Generating Syntactically Correct Sentences by Markov-Modeling Dependency Parse Trees

“we have begun the program and are sagging conceptually.”

I want to share with you a natural language generation experiment I’ve been working on lately. Natural language generation just means teaching computers to pretend they have something to say, then letting them try to say it. It’s a challenge because English grammar is COMPLICATED… but the results can be fun, even poetic.

The mechanism I came up with learns to generate the structure of a sentence first, then randomly fills it in with words that fit that structure.

This experiment lets the computer mix-‘n’-match words from even a small training text (twenty lines or so), while still generating English sentences that have a valid grammatical structure – but which still might not make sense.

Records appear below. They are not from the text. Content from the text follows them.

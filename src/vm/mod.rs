pub(crate) mod inner;

use std::{
    sync::{Arc, Mutex},
    thread::JoinHandle,
};

use disk::BackingStore;
use log::{debug, error, info};
use memory::{Mmu, MmuError};

use self::inner::VmCore;
use crate::{
    config::VmConfig,
    frame_table::FrameTableEntry,
    page_table::{PageTableEntry, Residency},
    pager::Pager,
    process::Process,
    stats::VmStats,
    Pid, Result, VmError,
};

struct Running<M, S> {
    core: Arc<VmCore<M, S>>,
    pagers: Vec<JoinHandle<()>>,
}

struct State<M, S> {
    running: Option<Running<M, S>>,
    /// Statistics captured by the last shutdown.
    final_stats: Option<VmStats>,
}

/// Demand-paged virtual memory on top of an [`Mmu`] and a swap device.
///
/// Between [`PagingSystem::initialize`] and [`PagingSystem::shutdown`] a pool
/// of pager threads resolves faults. The process lifecycle hooks are no-ops
/// while the system is stopped.
pub struct PagingSystem<M: Mmu + 'static, S: BackingStore + 'static> {
    mmu: Arc<M>,
    store: Arc<S>,
    state: Mutex<State<M, S>>,
}

impl<M: Mmu + 'static, S: BackingStore + 'static> PagingSystem<M, S> {
    pub fn new(mmu: M, store: S) -> Self {
        Self::from_shared(Arc::new(mmu), Arc::new(store))
    }

    pub fn from_shared(mmu: Arc<M>, store: Arc<S>) -> Self {
        PagingSystem {
            mmu,
            store,
            state: Mutex::new(State {
                running: None,
                final_stats: None,
            }),
        }
    }

    pub fn mmu(&self) -> &M {
        &self.mmu
    }

    pub fn store(&self) -> &S {
        &self.store
    }

    pub fn page_size(&self) -> usize {
        self.mmu.page_size()
    }

    /// Brings up the gateway, the tables and the pager pool. Returns the base
    /// address of the virtual region.
    pub fn initialize(&self, config: VmConfig) -> Result<usize> {
        config.validate()?;
        let mut state = self.state.lock().unwrap();
        if state.running.is_some() {
            return Err(VmError::AlreadyStarted);
        }
        let page_size = self.mmu.page_size();
        if self.store.block_size() != page_size {
            return Err(VmError::InvalidConfig(format!(
                "swap block size {} does not match page size {}",
                self.store.block_size(),
                page_size
            )));
        }

        self.mmu.init(config.mappings, config.frames)?;
        let core = Arc::new(VmCore::new(config, self.mmu.clone(), self.store.clone()));

        let pager_count = config.effective_pagers();
        let mut pagers = Vec::with_capacity(pager_count);
        for id in 0..pager_count {
            match Pager::spawn(id, core.clone()) {
                Ok(handle) => pagers.push(handle),
                Err(err) => {
                    error!("starting pager {} failed: {}", id, err);
                    Self::stop(&core, pagers);
                    self.mmu.done()?;
                    return Err(err);
                }
            }
        }

        info!(
            "virtual memory started: {} pages, {} frames, {} swap blocks, {} pagers",
            config.pages,
            config.frames,
            self.store.block_count(),
            pager_count
        );
        state.running = Some(Running { core, pagers });
        state.final_stats = None;
        Ok(self.mmu.region_base())
    }

    /// Drains the pager pool and tears down the gateway. Statistics remain
    /// readable through [`PagingSystem::stats`].
    pub fn shutdown(&self) -> Result<()> {
        let mut state = self.state.lock().unwrap();
        let Running { core, pagers } = state.running.take().ok_or(VmError::NotStarted)?;
        Self::stop(&core, pagers);
        let stats = core.stats();
        state.final_stats = Some(stats);
        self.mmu.done()?;
        info!("virtual memory stopped\n{}", stats);
        Ok(())
    }

    fn stop(core: &VmCore<M, S>, pagers: Vec<JoinHandle<()>>) {
        core.faults.release();
        for pager in pagers {
            if pager.join().is_err() {
                error!("a pager panicked before shutdown");
            }
        }
    }

    pub fn is_started(&self) -> bool {
        self.state.lock().unwrap().running.is_some()
    }

    /// Live statistics while running, the final ones after shutdown.
    pub fn stats(&self) -> Option<VmStats> {
        let state = self.state.lock().unwrap();
        match &state.running {
            Some(running) => Some(running.core.stats()),
            None => state.final_stats,
        }
    }

    pub(crate) fn core(&self) -> Option<Arc<VmCore<M, S>>> {
        self.state
            .lock()
            .unwrap()
            .running
            .as_ref()
            .map(|running| running.core.clone())
    }

    /// Parks the caller until the page behind `offset` is resident for `pid`.
    pub fn handle_fault(&self, pid: Pid, offset: usize) -> Result<()> {
        self.core()
            .ok_or(VmError::NotStarted)?
            .handle_fault(pid, offset)
    }

    pub fn switch_out(&self, pid: Pid) -> Result<()> {
        match self.core() {
            Some(core) => core.switch_out(pid),
            None => Ok(()),
        }
    }

    pub fn switch_in(&self, pid: Pid) -> Result<()> {
        match self.core() {
            Some(core) => core.switch_in(pid),
            None => Ok(()),
        }
    }

    /// Reclaims everything `pid` holds. Safe to call more than once.
    pub fn terminate(&self, pid: Pid) -> Result<()> {
        match self.core() {
            Some(core) => core.terminate(pid),
            None => Ok(()),
        }
    }

    /// Children start with an empty address space; nothing is copied.
    pub fn on_fork(&self, pid: Pid) -> Result<()> {
        debug!("pid {} forked with an empty address space", pid);
        Ok(())
    }

    pub fn process(&self, pid: Pid) -> Process<'_, M, S> {
        Process::new(self, pid)
    }

    /// Residency of `page` in the address space of `pid`.
    pub fn lookup(&self, pid: Pid, page: usize) -> Result<Residency> {
        Ok(self.page_entry(pid, page)?.residency)
    }

    pub fn page_entry(&self, pid: Pid, page: usize) -> Result<PageTableEntry> {
        let core = self.core().ok_or(VmError::NotStarted)?;
        if page >= core.config.pages {
            return Err(MmuError::InvalidPage(page).into());
        }
        Ok(core.page_tables.get(pid).entry(page))
    }

    pub fn frame_entry(&self, frame: usize) -> Result<FrameTableEntry> {
        let core = self.core().ok_or(VmError::NotStarted)?;
        if frame >= core.config.frames {
            return Err(MmuError::InvalidFrame(frame).into());
        }
        Ok(core.frames.entry(frame))
    }
}

impl<M: Mmu + 'static, S: BackingStore + 'static> Drop for PagingSystem<M, S> {
    fn drop(&mut self) {
        if self.is_started() {
            if let Err(err) = self.shutdown() {
                error!("shutdown on drop failed: {}", err);
            }
        }
    }
}

#[cfg(test)]
mod tests {
    use std::sync::Mutex;

    use disk::DiskError;
    use memory::SimulatedMmu;

    use super::*;

    struct VecStore(Mutex<Vec<Vec<u8>>>);

    impl BackingStore for VecStore {
        fn block_size(&self) -> usize {
            16
        }

        fn block_count(&self) -> usize {
            self.0.lock().unwrap().len()
        }

        fn read_block(&self, block_number: usize) -> std::result::Result<Vec<u8>, DiskError> {
            Ok(self.0.lock().unwrap()[block_number].clone())
        }

        fn write_block(&self, block_number: usize, block: &[u8]) -> std::result::Result<(), DiskError> {
            self.0.lock().unwrap()[block_number] = block.to_vec();
            Ok(())
        }
    }

    fn system() -> PagingSystem<SimulatedMmu, VecStore> {
        let _ = env_logger::builder().is_test(true).try_init();
        PagingSystem::new(SimulatedMmu::new(16), VecStore(Mutex::new(vec![vec![0; 16]; 4])))
    }

    #[test]
    fn switch_out_folds_access_bits() {
        let system = system();
        system.initialize(VmConfig::new(2, 2, 2, 1)).unwrap();
        system.process(5).write_u8(3, 1).unwrap();
        system.process(5).read_u8(17).unwrap();

        let core = system.core().unwrap();
        let written = core.page_tables.get(5).entry(0).frame().unwrap();
        let read = core.page_tables.get(5).entry(1).frame().unwrap();
        assert!(!core.frames.entry(written).dirty);

        system.switch_out(5).unwrap();
        assert_eq!(core.cpu.lock().unwrap().current, None);
        let written = core.frames.entry(written);
        assert!(written.referenced && written.dirty);
        let read = core.frames.entry(read);
        assert!(read.referenced && !read.dirty);
        assert_eq!(system.mmu().mapping(0).unwrap(), None);
        assert_eq!(system.mmu().mapping(1).unwrap(), None);
    }

    #[test]
    fn switching_to_another_process_counts_once() {
        let system = system();
        system.initialize(VmConfig::new(2, 2, 2, 1)).unwrap();
        system.switch_in(1).unwrap();
        system.switch_in(1).unwrap();
        system.switch_in(2).unwrap();
        system.switch_out(1).unwrap();
        assert_eq!(system.stats().unwrap().switches, 2);
        assert_eq!(system.core().unwrap().cpu.lock().unwrap().current, Some(2));
    }

    #[test]
    fn dropping_a_running_system_stops_it() {
        let mmu = Arc::new(SimulatedMmu::new(16));
        {
            let system = PagingSystem::from_shared(
                mmu.clone(),
                Arc::new(VecStore(Mutex::new(vec![vec![0; 16]; 2]))),
            );
            system.initialize(VmConfig::new(2, 2, 1, 1)).unwrap();
        }
        assert!(matches!(mmu.mapping(0), Err(MmuError::NotInitialized)));
    }
}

My method is an improvement over other simple ngram Markov chain-based language models – the method behind the popular “ebooks”-style Twitter bots, which pick the next word in the sentence based only on the previous word or two. My method may also generate sentences with better syntax than more complicated neural language models, which, while they can do a better job keeping track of long-range dependencies, still don’t dependably generate syntactically-correct English.

basics

Effectively, we want the computer to learn that sentences have a subject and a verb, sometimes an object or two and often various adjectives, adverbs and prepositional phrases to modify the other constituents. Then, when the computer generates a sentence, it should know that, say, a prepositional phrase might be a preposition (in or under), an article (the or a), maybe an adjective (tall) and a noun (tree).

In contrast, a markov-chain language model, mid-sentence having already ended up with “under a tall” would only be predicting the word after “a tall”, so might choose “man”, then looking at just “tall man”, would choose “stands” and finish, ending up with “under a tall man stands”… which is ungrammatical..

This experiment won’t make that error, though it does make other errors. Take this real example of a generated sentence:

it discusses to get enough cold 2-by-4’s of time like the river, doing flips for an audience.

… and zoom in on this bit:

discusses to get enough

That doesn’t make sense, but the structure’s fine. Imagine a verb like tries there: tries to get enough makes total sense.

cold 2-by-4’s of time

That is probably not something anyone has ever said, but it’s poetic. And that’s the point.

generating new sentences, in detail

To generate a sentence, first we create a structure, then fill it in with words.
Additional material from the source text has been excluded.